Au fond, dans sa sphère, le comte Taaffe imite M. de Bismarck, qui a eu tour à tour pour alliés les conservateurs, les nationaux-libéraux, le centre catholique, les libre-échangistes, les protectionnistes, sans se croire obligé de quitter le pouvoir. Le premier ministre de l’empereur François-Joseph fait de même. Après cela, il ne faudrait pas s’y fier, et le comte Taaffe, comme M. de Bismarck, est peut-être pour ses nouveaux alliés ce qu’il a été pour les anciens. Il ne leur promet pas une fidélité éternelle ; mais il fait face aux circonstances, — et c’est ainsi que le régime parlementaire triomphe en Autriche !
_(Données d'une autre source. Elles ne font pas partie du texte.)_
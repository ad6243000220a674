// Copyright 2025 the Pedigree Authors
// SPDX-License-Identifier: Apache-2.0 OR MIT

//! End-to-end chart demo: tree import + layout + connectors → SVG.
//!
//! This shows the rendering-collaborator contract: the workspace hands the
//! renderer a position and display attributes per person, plus one path per
//! connector, and the renderer decides how boxes and placeholder slots look.
//!
//! Run:
//! - `cargo run -p pedigree_demos --bin family_chart_svg > chart.svg`

use pedigree_connectors::connectors;
use pedigree_layout::{LayoutConfig, layout};
use pedigree_tree::{FamilyTree, ParentRole, PersonDetails, PersonKind, PersonRecord};

fn named(id: u64, given: &str, surname: &str, years: &str) -> PersonRecord {
    let mut record = PersonRecord::individual(id);
    record.details = PersonDetails {
        given_name: Some(given.into()),
        surname: Some(surname.into()),
        years: Some(years.into()),
        ..PersonDetails::default()
    };
    record
}

fn placeholder(child: u64, role: ParentRole) -> PersonRecord {
    PersonRecord::new(PersonKind::Placeholder { child, role })
}

/// A three-generation family: grandparents over the father's side, a
/// placeholder couple over the mother, a partner, and three children.
fn sample_family() -> PersonRecord {
    let mut father = named(2, "Karl", "Lindqvist", "1921-1988");
    father.parents = vec![
        named(4, "Per", "Lindqvist", "1890-1961"),
        named(5, "Brita", "Olsdotter", "1894-1977"),
    ];
    let mut mother = named(3, "Kerstin", "Persson", "1925-2002");
    mother.parents = vec![
        placeholder(3, ParentRole::Father),
        placeholder(3, ParentRole::Mother),
    ];

    let mut root = named(1, "Erik", "Lindqvist", "1950-");
    root.parents = vec![father, mother];
    root.partner = Some(Box::new(named(6, "Maria", "Nilsson", "1952-")));
    root.children = vec![
        named(7, "Johan", "Lindqvist", "1975-"),
        named(8, "Sofia", "Lindqvist", "1978-"),
        named(9, "Oskar", "Lindqvist", "1983-"),
    ];
    root
}

fn main() {
    let tree = match FamilyTree::from_record(&sample_family()) {
        Ok(tree) => tree,
        Err(err) => {
            eprintln!("bad family data: {err}");
            std::process::exit(1);
        }
    };

    let config = LayoutConfig::default();
    let positions = layout(&tree, &config);
    let lines = connectors(&tree, &positions, &config);

    let bounds = positions
        .bounds(&config)
        .expect("a non-empty tree always has bounds")
        .inflate(20.0, 20.0);

    println!(
        r#"<svg xmlns="http://www.w3.org/2000/svg" viewBox="{} {} {} {}">"#,
        bounds.x0,
        bounds.y0,
        bounds.width(),
        bounds.height()
    );

    for connector in &lines {
        println!(
            r##"  <path d="{}" fill="none" stroke="#888" stroke-width="2"/>"##,
            connector.svg_path_data()
        );
    }

    for (id, person) in tree.people() {
        let Some(p) = positions.position(id) else {
            continue;
        };
        match &person.kind {
            PersonKind::Individual { .. } => {
                let name = [
                    person.details.given_name.as_deref(),
                    person.details.surname.as_deref(),
                ]
                .into_iter()
                .flatten()
                .collect::<Vec<_>>()
                .join(" ");
                println!(
                    r##"  <rect x="{}" y="{}" width="{}" height="{}" rx="8" fill="#fff" stroke="#333"/>"##,
                    p.x, p.y, config.box_width, config.box_height
                );
                println!(
                    r#"  <text x="{}" y="{}" text-anchor="middle">{}</text>"#,
                    p.x + config.box_width / 2.0,
                    p.y + config.box_height / 2.0,
                    name
                );
                if let Some(years) = &person.details.years {
                    println!(
                        r#"  <text x="{}" y="{}" text-anchor="middle">{}</text>"#,
                        p.x + config.box_width / 2.0,
                        p.y + config.box_height / 2.0 + 20.0,
                        years
                    );
                }
            }
            PersonKind::Placeholder { child, role } => {
                // Distinct affordance for an empty parent slot; the id scheme
                // matches what the interactive front end expects.
                println!(
                    r##"  <rect id="{}-{}" x="{}" y="{}" width="{}" height="{}" rx="8" fill="none" stroke="#198754" stroke-dasharray="6 4"/>"##,
                    child,
                    role.as_str(),
                    p.x,
                    p.y,
                    config.box_width,
                    config.box_height
                );
                println!(
                    r#"  <text x="{}" y="{}" text-anchor="middle">Add {}</text>"#,
                    p.x + config.box_width / 2.0,
                    p.y + config.box_height / 2.0,
                    role.as_str()
                );
            }
        }
    }

    println!("</svg>");
}
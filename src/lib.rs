//! Inference Gateway
//!
//! Forwards OpenAI-compatible chat requests to one or more upstream inference
//! backends. Upstream selection is structural: in `audio_text` mode, requests
//! whose messages carry an audio content part go to the audio backend and all
//! others to the text backend. Audio can be normalized to canonical WAV with
//! ffmpeg before it is embedded in a request.
//!
//! # Features
//!
//! - **Routing**: `single` or `audio_text`, decided on content part types only
//! - **Audio**: size ceiling, ffmpeg transcoding, scoped scratch files
//! - **Forwarding**: connect and total timeouts, typed errors, no retries
//! - **Operations**: transcribe, analyze, chat and list_models
//! - **HTTP gateway**: axum server exposing the same operations
//!
//! # Quick Start
//!
//! ```rust,no_run
//! use inference_gateway::{Gateway, GatewayConfig, RoutingMode};
//!
//! #[tokio::main]
//! async fn main() -> Result<(), Box<dyn std::error::Error>> {
//!     let config = GatewayConfig::builder()
//!         .routing_mode(RoutingMode::AudioText)
//!         .text_base_url("http://127.0.0.1:11434")
//!         .audio_base_url("http://127.0.0.1:8080")
//!         .audio_preprocess(true)
//!         .build()?;
//!
//!     let gateway = Gateway::new(config)?;
//!     let audio = tokio::fs::read("meeting.m4a").await?;
//!     let transcript = gateway.transcribe(audio.into(), None).await?;
//!     println!("{}", transcript);
//!     Ok(())
//! }
//! ```

#![warn(missing_docs)]
#![forbid(unsafe_code)]

pub mod audio;
pub mod config;
pub mod errors;
pub mod forwarder;
pub mod observability;
pub mod operations;
pub mod routing;
pub mod server;
pub mod transport;
pub mod types;

// Re-exports for convenience
pub use config::{Backend, GatewayConfig, GatewayConfigBuilder, RoutingMode};
pub use errors::{AudioErrorKind, ErrorKind, GatewayError, GatewayResult};
pub use operations::{analyze, chat, list_models, transcribe, Gateway};
pub use routing::{select_upstream, select_upstream_value};

// Type re-exports
pub use types::chat::{
    ChatRequestBody, Content, ContentPart, InputAudio, JsonObject, Message, PartKind, Role,
};

/// Mock implementations for testing.
#[cfg(any(test, feature = "mocks"))]
pub mod mocks;
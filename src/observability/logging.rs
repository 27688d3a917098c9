//! Logging configuration.
//!
//! Structured logging via `tracing`. The library only emits events; the
//! binary decides where they go by calling [`LoggingConfig::init`] once.

use std::str::FromStr;

use tracing::level_filters::LevelFilter;
use tracing::Level;
use tracing_subscriber::{fmt, layer::SubscriberExt, util::SubscriberInitExt, EnvFilter};

/// Logging configuration.
#[derive(Debug, Clone)]
pub struct LoggingConfig {
    /// The minimum log level to capture
    pub level: LogLevel,
    /// The output format for log messages
    pub format: LogFormat,
    /// Whether to include the module target in log output
    pub include_target: bool,
}

/// Log level enumeration.
#[derive(Debug, Clone, Copy, PartialEq, Eq)]
pub enum LogLevel {
    /// Trace-level logging (most verbose)
    Trace,
    /// Debug-level logging
    Debug,
    /// Info-level logging
    Info,
    /// Warning-level logging
    Warn,
    /// Error-level logging (least verbose)
    Error,
}

impl From<LogLevel> for Level {
    fn from(level: LogLevel) -> Self {
        match level {
            LogLevel::Trace => Level::TRACE,
            LogLevel::Debug => Level::DEBUG,
            LogLevel::Info => Level::INFO,
            LogLevel::Warn => Level::WARN,
            LogLevel::Error => Level::ERROR,
        }
    }
}

impl From<LogLevel> for LevelFilter {
    fn from(level: LogLevel) -> Self {
        Level::from(level).into()
    }
}

impl FromStr for LogLevel {
    type Err = String;

    fn from_str(s: &str) -> Result<Self, Self::Err> {
        match s.trim().to_ascii_lowercase().as_str() {
            "trace" => Ok(LogLevel::Trace),
            "debug" => Ok(LogLevel::Debug),
            "info" => Ok(LogLevel::Info),
            "warn" | "warning" => Ok(LogLevel::Warn),
            "error" => Ok(LogLevel::Error),
            other => Err(format!("unknown log level '{}'", other)),
        }
    }
}

/// Log output format.
#[derive(Debug, Clone, Copy, PartialEq, Eq)]
pub enum LogFormat {
    /// Human-readable format with colors (for development)
    Pretty,
    /// JSON format (for structured logging in production)
    Json,
    /// Compact format (for space-constrained environments)
    Compact,
}

impl FromStr for LogFormat {
    type Err = String;

    fn from_str(s: &str) -> Result<Self, Self::Err> {
        match s.trim().to_ascii_lowercase().as_str() {
            "pretty" => Ok(LogFormat::Pretty),
            "json" => Ok(LogFormat::Json),
            "compact" => Ok(LogFormat::Compact),
            other => Err(format!("unknown log format '{}'", other)),
        }
    }
}

impl Default for LoggingConfig {
    fn default() -> Self {
        Self {
            level: LogLevel::Info,
            format: LogFormat::Pretty,
            include_target: true,
        }
    }
}

impl LoggingConfig {
    /// Creates a new logging configuration with default settings.
    pub fn new() -> Self {
        Self::default()
    }

    /// Sets the log level.
    pub fn with_level(mut self, level: LogLevel) -> Self {
        self.level = level;
        self
    }

    /// Sets the log format.
    pub fn with_format(mut self, format: LogFormat) -> Self {
        self.format = format;
        self
    }

    /// Sets whether to include the module target.
    pub fn with_target(mut self, include: bool) -> Self {
        self.include_target = include;
        self
    }

    /// Initialize logging with this configuration.
    ///
    /// `RUST_LOG` directives are honored on top of the configured level.
    ///
    /// # Errors
    ///
    /// Returns an error if the logging system has already been initialized.
    pub fn init(self) -> Result<(), Box<dyn std::error::Error>> {
        let filter = EnvFilter::from_default_env().add_directive(LevelFilter::from(self.level).into());

        match self.format {
            LogFormat::Pretty => {
                tracing_subscriber::registry()
                    .with(filter)
                    .with(fmt::layer().with_ansi(true).with_target(self.include_target))
                    .try_init()?;
            }
            LogFormat::Json => {
                tracing_subscriber::registry()
                    .with(filter)
                    .with(fmt::layer().json().with_target(self.include_target))
                    .try_init()?;
            }
            LogFormat::Compact => {
                tracing_subscriber::registry()
                    .with(filter)
                    .with(fmt::layer().compact().with_target(self.include_target))
                    .try_init()?;
            }
        }

        Ok(())
    }
}
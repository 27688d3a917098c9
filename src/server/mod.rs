//! HTTP gateway.
//!
//! Exposes the operations over an OpenAI-compatible HTTP surface:
//!
//! - `GET /health`
//! - `POST /v1/chat/completions` (routed, forwarded verbatim)
//! - `GET /v1/models` (forwarded verbatim)
//! - `POST /v1/transcribe` (multipart `file`)
//! - `POST /v1/analyze` (multipart `file` and `instruction`)

mod error;
mod handlers;
mod middleware;

pub use error::ApiError;
pub use handlers::{AnalyzeResponse, TranscribeResponse};
pub use middleware::{new_request_id, REQUEST_ID_HEADER};

use std::future::Future;
use std::sync::Arc;
use std::time::Duration;

use axum::extract::DefaultBodyLimit;
use axum::http::{header, HeaderName, HeaderValue, Method};
use axum::routing::{get, post};
use axum::Router;
use tokio::net::TcpListener;
use tower_http::cors::CorsLayer;
use tracing::{info, warn};

use crate::operations::Gateway;

/// Headroom above the audio ceiling for multipart framing and JSON/base64.
const BODY_OVERHEAD: usize = 1024 * 1024;

/// Shared state for all handlers.
#[derive(Debug)]
pub struct AppState {
    /// Operations entry point.
    pub gateway: Gateway,
}

/// Builds the router.
///
/// `allowed_origins` enables CORS for those origins; an empty list leaves
/// CORS off.
pub fn build_app(gateway: Gateway, allowed_origins: &[String]) -> Router {
    let max_upload = gateway.config().audio_max_upload_bytes();
    let state = Arc::new(AppState { gateway });

    // Base64 inflates audio by 4/3 inside chat payloads.
    let chat_limit = max_upload.saturating_add(max_upload / 3).saturating_add(BODY_OVERHEAD);
    let upload_limit = max_upload.saturating_add(BODY_OVERHEAD);

    let audio_routes = Router::new()
        .route("/v1/transcribe", post(handlers::transcribe))
        .route("/v1/analyze", post(handlers::analyze))
        .layer(DefaultBodyLimit::max(upload_limit));

    let api_routes = Router::new()
        .route("/health", get(handlers::health))
        .route("/v1/chat/completions", post(handlers::chat_completions))
        .route("/v1/models", get(handlers::models))
        .layer(DefaultBodyLimit::max(chat_limit));

    let mut app = Router::new()
        .merge(api_routes)
        .merge(audio_routes)
        .layer(axum::middleware::from_fn(middleware::request_id_middleware))
        .with_state(state);

    if let Some(cors) = create_cors_layer(allowed_origins) {
        app = app.layer(cors);
    }
    app
}

fn create_cors_layer(allowed_origins: &[String]) -> Option<CorsLayer> {
    let origins: Vec<HeaderValue> = allowed_origins
        .iter()
        .map(|origin| origin.trim())
        .filter(|origin| !origin.is_empty())
        .filter_map(|origin| match origin.parse() {
            Ok(value) => Some(value),
            Err(_) => {
                warn!(origin = %origin, "Ignoring invalid CORS origin");
                None
            }
        })
        .collect();

    if origins.is_empty() {
        return None;
    }

    Some(
        CorsLayer::new()
            .allow_origin(origins)
            .allow_methods([Method::GET, Method::POST])
            .allow_headers([header::CONTENT_TYPE])
            .expose_headers([HeaderName::from_static(REQUEST_ID_HEADER)])
            .max_age(Duration::from_secs(3600)),
    )
}

/// Serves `app` on `listener` until `shutdown` resolves.
pub async fn serve<F>(listener: TcpListener, app: Router, shutdown: F) -> std::io::Result<()>
where
    F: Future<Output = ()> + Send + 'static,
{
    if let Ok(addr) = listener.local_addr() {
        info!(address = %addr, "Inference gateway listening");
    }
    axum::serve(listener, app)
        .with_graceful_shutdown(shutdown)
        .await
}

/// Splits a comma-separated origin list.
pub fn parse_origins(raw: &str) -> Vec<String> {
    raw.split(',')
        .map(str::trim)
        .filter(|origin| !origin.is_empty())
        .map(str::to_string)
        .collect()
}
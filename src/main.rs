//! `inference-gateway` binary.
//!
//! Reads the gateway configuration from the environment and serves the HTTP
//! surface until Ctrl-C.

use clap::Parser;
use tokio::net::TcpListener;
use tracing::{error, info};

use inference_gateway::observability::{LogFormat, LogLevel, LoggingConfig};
use inference_gateway::server::{build_app, parse_origins, serve};
use inference_gateway::{Gateway, GatewayConfig};

/// OpenAI-compatible inference gateway with audio normalization.
#[derive(Debug, Parser)]
#[command(name = "inference-gateway", version, about)]
struct Args {
    /// Address to bind.
    #[arg(long, env = "GATEWAY_HOST", default_value = "127.0.0.1")]
    host: String,

    /// Port to bind.
    #[arg(long, env = "GATEWAY_PORT", default_value_t = 8090)]
    port: u16,

    /// Comma-separated CORS origins; empty disables CORS.
    #[arg(long, env = "ALLOW_ORIGINS", default_value = "")]
    allow_origins: String,

    /// Log level (trace, debug, info, warn, error).
    #[arg(long, env = "LOG_LEVEL", default_value = "info")]
    log_level: LogLevel,

    /// Log format (pretty, json, compact).
    #[arg(long, env = "LOG_FORMAT", default_value = "pretty")]
    log_format: LogFormat,
}

#[tokio::main]
async fn main() -> Result<(), Box<dyn std::error::Error>> {
    let args = Args::parse();

    LoggingConfig::new()
        .with_level(args.log_level)
        .with_format(args.log_format)
        .init()?;

    let config = match GatewayConfig::from_env() {
        Ok(config) => config,
        Err(e) => {
            error!(error = %e, "Invalid gateway configuration");
            return Err(e.into());
        }
    };
    info!(
        routing_mode = config.routing_mode().as_str(),
        text = ?config.text_base_url(),
        audio = ?config.audio_base_url(),
        default = ?config.default_base_url(),
        preprocess = config.audio_preprocess_enabled(),
        "Gateway configured"
    );

    let gateway = Gateway::new(config)?;
    let app = build_app(gateway, &parse_origins(&args.allow_origins));

    let listener = TcpListener::bind((args.host.as_str(), args.port)).await?;
    serve(listener, app, shutdown_signal()).await?;

    info!("Inference gateway stopped");
    Ok(())
}

async fn shutdown_signal() {
    if let Err(e) = tokio::signal::ctrl_c().await {
        error!(error = %e, "Failed to listen for Ctrl-C");
        std::future::pending::<()>().await;
    }
    info!("Shutdown signal received");
}
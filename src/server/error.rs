//! HTTP error responses.

use axum::extract::multipart::MultipartError;
use axum::http::StatusCode;
use axum::response::{IntoResponse, Response};
use axum::Json;
use serde_json::json;

use crate::errors::{AudioErrorKind, GatewayError};

/// Longest upstream body excerpt carried in an error message.
const BODY_EXCERPT: usize = 500;

/// An error rendered as `{"error": {"type", "message"}, "upstream"}`.
#[derive(Debug, Clone, PartialEq, Eq)]
pub struct ApiError {
    /// HTTP status of the response.
    pub status: StatusCode,
    /// Machine-readable error type.
    pub kind: String,
    /// Human-readable message.
    pub message: String,
    /// Upstream involved, if any.
    pub upstream: Option<String>,
}

impl ApiError {
    /// Creates an error without an upstream.
    pub fn new(status: StatusCode, kind: impl Into<String>, message: impl Into<String>) -> Self {
        Self {
            status,
            kind: kind.into(),
            message: message.into(),
            upstream: None,
        }
    }

    /// 400 `invalid_request`.
    pub fn invalid_request(message: impl Into<String>) -> Self {
        Self::new(StatusCode::BAD_REQUEST, "invalid_request", message)
    }

    fn with_upstream(mut self, upstream: String) -> Self {
        self.upstream = Some(upstream);
        self
    }
}

impl From<GatewayError> for ApiError {
    fn from(error: GatewayError) -> Self {
        let message = error.to_string();
        match error {
            GatewayError::Configuration { .. } => {
                Self::new(StatusCode::INTERNAL_SERVER_ERROR, "configuration_error", message)
            }
            GatewayError::AudioProcessing { kind, message } => {
                let status = if kind == AudioErrorKind::TooLarge {
                    StatusCode::PAYLOAD_TOO_LARGE
                } else {
                    StatusCode::BAD_REQUEST
                };
                Self::new(status, kind.as_str(), message)
            }
            GatewayError::UpstreamUnreachable { upstream, message } => {
                Self::new(StatusCode::BAD_GATEWAY, "upstream_unreachable", message)
                    .with_upstream(upstream)
            }
            GatewayError::UpstreamTimeout { upstream, message } => {
                Self::new(StatusCode::GATEWAY_TIMEOUT, "upstream_timeout", message)
                    .with_upstream(upstream)
            }
            GatewayError::UpstreamStatus {
                upstream,
                status,
                body,
            } => {
                let excerpt: String = body.chars().take(BODY_EXCERPT).collect();
                Self::new(
                    StatusCode::BAD_GATEWAY,
                    "upstream_error",
                    format!("Upstream returned HTTP {}: {}", status, excerpt),
                )
                .with_upstream(upstream)
            }
            GatewayError::InvalidRequest { .. } => {
                Self::new(StatusCode::BAD_GATEWAY, "upstream_invalid_response", message)
            }
        }
    }
}

impl From<MultipartError> for ApiError {
    fn from(error: MultipartError) -> Self {
        let status = error.status();
        if status == StatusCode::PAYLOAD_TOO_LARGE {
            Self::new(status, AudioErrorKind::TooLarge.as_str(), error.body_text())
        } else {
            Self::new(status, "invalid_multipart", error.body_text())
        }
    }
}

impl IntoResponse for ApiError {
    fn into_response(self) -> Response {
        let body = json!({
            "error": {"type": self.kind, "message": self.message},
            "upstream": self.upstream,
        });
        (self.status, Json(body)).into_response()
    }
}
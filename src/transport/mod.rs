//! HTTP transport layer for the gateway.
//!
//! Provides the transport abstraction used by the forwarder and a reqwest
//! implementation with connect and total timeouts.

mod http;

pub use http::{HttpMethod, HttpRequest, HttpResponse, HttpTransport, ReqwestTransport};

use std::time::Duration;

/// Transport error types.
#[derive(Debug, thiserror::Error)]
pub enum TransportError {
    /// The connection could not be established.
    #[error("Connection error: {message}")]
    Connect {
        /// Error message.
        message: String,
    },

    /// The connect or total budget was exceeded.
    #[error("Timeout after {timeout:?}: {message}")]
    Timeout {
        /// Budget that was exceeded.
        timeout: Duration,
        /// Error message.
        message: String,
    },

    /// Any other transport failure (reset mid-body, protocol error).
    #[error("Transport error: {message}")]
    Other {
        /// Error message.
        message: String,
    },
}
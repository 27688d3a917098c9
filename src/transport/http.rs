//! HTTP transport implementation.

use async_trait::async_trait;
use bytes::Bytes;
use reqwest::{Client, ClientBuilder};
use std::collections::HashMap;
use std::time::Duration;
use tracing::instrument;

use super::TransportError;
use crate::config::GatewayConfig;

/// HTTP method.
#[derive(Debug, Clone, Copy, PartialEq, Eq)]
pub enum HttpMethod {
    /// GET request.
    Get,
    /// POST request.
    Post,
}

/// HTTP request representation.
#[derive(Debug, Clone)]
pub struct HttpRequest {
    /// HTTP method.
    pub method: HttpMethod,
    /// Absolute request URL.
    pub url: String,
    /// Request headers.
    pub headers: HashMap<String, String>,
    /// Request body.
    pub body: Option<Bytes>,
}

impl HttpRequest {
    /// Creates a new GET request.
    pub fn get(url: impl Into<String>) -> Self {
        Self {
            method: HttpMethod::Get,
            url: url.into(),
            headers: HashMap::new(),
            body: None,
        }
    }

    /// Creates a new POST request.
    pub fn post(url: impl Into<String>) -> Self {
        Self {
            method: HttpMethod::Post,
            url: url.into(),
            headers: HashMap::new(),
            body: None,
        }
    }

    /// Sets a JSON request body and its content type.
    pub fn with_json(mut self, body: impl Into<Bytes>) -> Self {
        self.body = Some(body.into());
        self.headers
            .insert("content-type".to_string(), "application/json".to_string());
        self
    }

    /// Sets a header.
    pub fn with_header(mut self, name: impl Into<String>, value: impl Into<String>) -> Self {
        self.headers.insert(name.into(), value.into());
        self
    }
}

/// HTTP response representation.
#[derive(Debug, Clone)]
pub struct HttpResponse {
    /// HTTP status code.
    pub status: u16,
    /// Response headers, names lowercased.
    pub headers: HashMap<String, String>,
    /// Response body.
    pub body: Bytes,
}

impl HttpResponse {
    /// Returns true if the status indicates success (2xx).
    pub fn is_success(&self) -> bool {
        (200..300).contains(&self.status)
    }

    /// Returns the `content-type` header, if present.
    pub fn content_type(&self) -> Option<&str> {
        self.headers.get("content-type").map(String::as_str)
    }

    /// Parses the body as JSON.
    pub fn json<T: serde::de::DeserializeOwned>(&self) -> Result<T, serde_json::Error> {
        serde_json::from_slice(&self.body)
    }
}

/// HTTP transport trait.
#[async_trait]
pub trait HttpTransport: Send + Sync {
    /// Send an HTTP request.
    async fn send(&self, request: HttpRequest) -> Result<HttpResponse, TransportError>;
}

/// HTTP transport implementation using reqwest.
///
/// Holds one pooled client; both timeout budgets are fixed at construction.
pub struct ReqwestTransport {
    client: Client,
    connect_timeout: Duration,
    timeout: Duration,
}

impl ReqwestTransport {
    /// Creates a transport with the budgets from `config`.
    pub fn new(config: &GatewayConfig) -> Result<Self, TransportError> {
        Self::with_timeouts(config.connect_timeout(), config.timeout())
    }

    /// Creates a transport with explicit budgets.
    pub fn with_timeouts(connect_timeout: Duration, timeout: Duration) -> Result<Self, TransportError> {
        let client = ClientBuilder::new()
            .connect_timeout(connect_timeout)
            .timeout(timeout)
            .pool_max_idle_per_host(10)
            .tcp_keepalive(Duration::from_secs(60))
            .build()
            .map_err(|e| TransportError::Other {
                message: e.to_string(),
            })?;

        Ok(Self {
            client,
            connect_timeout,
            timeout,
        })
    }

    fn map_error(&self, e: &reqwest::Error) -> TransportError {
        // A connect-phase timeout reports both is_timeout and is_connect.
        if e.is_timeout() {
            TransportError::Timeout {
                timeout: if e.is_connect() {
                    self.connect_timeout
                } else {
                    self.timeout
                },
                message: e.to_string(),
            }
        } else if e.is_connect() {
            TransportError::Connect {
                message: e.to_string(),
            }
        } else {
            TransportError::Other {
                message: e.to_string(),
            }
        }
    }
}

#[async_trait]
impl HttpTransport for ReqwestTransport {
    #[instrument(skip(self, request), fields(method = ?request.method, url = %request.url))]
    async fn send(&self, request: HttpRequest) -> Result<HttpResponse, TransportError> {
        let mut req_builder = match request.method {
            HttpMethod::Get => self.client.get(&request.url),
            HttpMethod::Post => self.client.post(&request.url),
        };

        for (name, value) in &request.headers {
            req_builder = req_builder.header(name, value);
        }

        if let Some(body) = request.body {
            req_builder = req_builder.body(body);
        }

        let response = req_builder.send().await.map_err(|e| self.map_error(&e))?;

        let status = response.status().as_u16();
        let headers = response
            .headers()
            .iter()
            .map(|(k, v)| {
                (
                    k.as_str().to_ascii_lowercase(),
                    v.to_str().unwrap_or_default().to_string(),
                )
            })
            .collect();
        // The total budget also covers reading the body.
        let body = response.bytes().await.map_err(|e| self.map_error(&e))?;

        Ok(HttpResponse {
            status,
            headers,
            body,
        })
    }
}

impl std::fmt::Debug for ReqwestTransport {
    fn fmt(&self, f: &mut std::fmt::Formatter<'_>) -> std::fmt::Result {
        f.debug_struct("ReqwestTransport")
            .field("connect_timeout", &self.connect_timeout)
            .field("timeout", &self.timeout)
            .finish_non_exhaustive()
    }
}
Tout ne se passe pas aussi aisément en Angleterre, pays de vieilles traditions parlementaires, de vieilles libertés et de vieilles mœurs, où la responsabilité n’est pas un vain mot, où les partis, les ministères, les princes eux-mêmes sont sous le contrôle incessant de l’opinion. Pour le moment il y a deux faits dans cette vie anglaise. Il y a d’abord la position du ministère conservateur qui reste aux prises avec de singulières difficultés et entre peut-être de plus en plus dans la phase critique.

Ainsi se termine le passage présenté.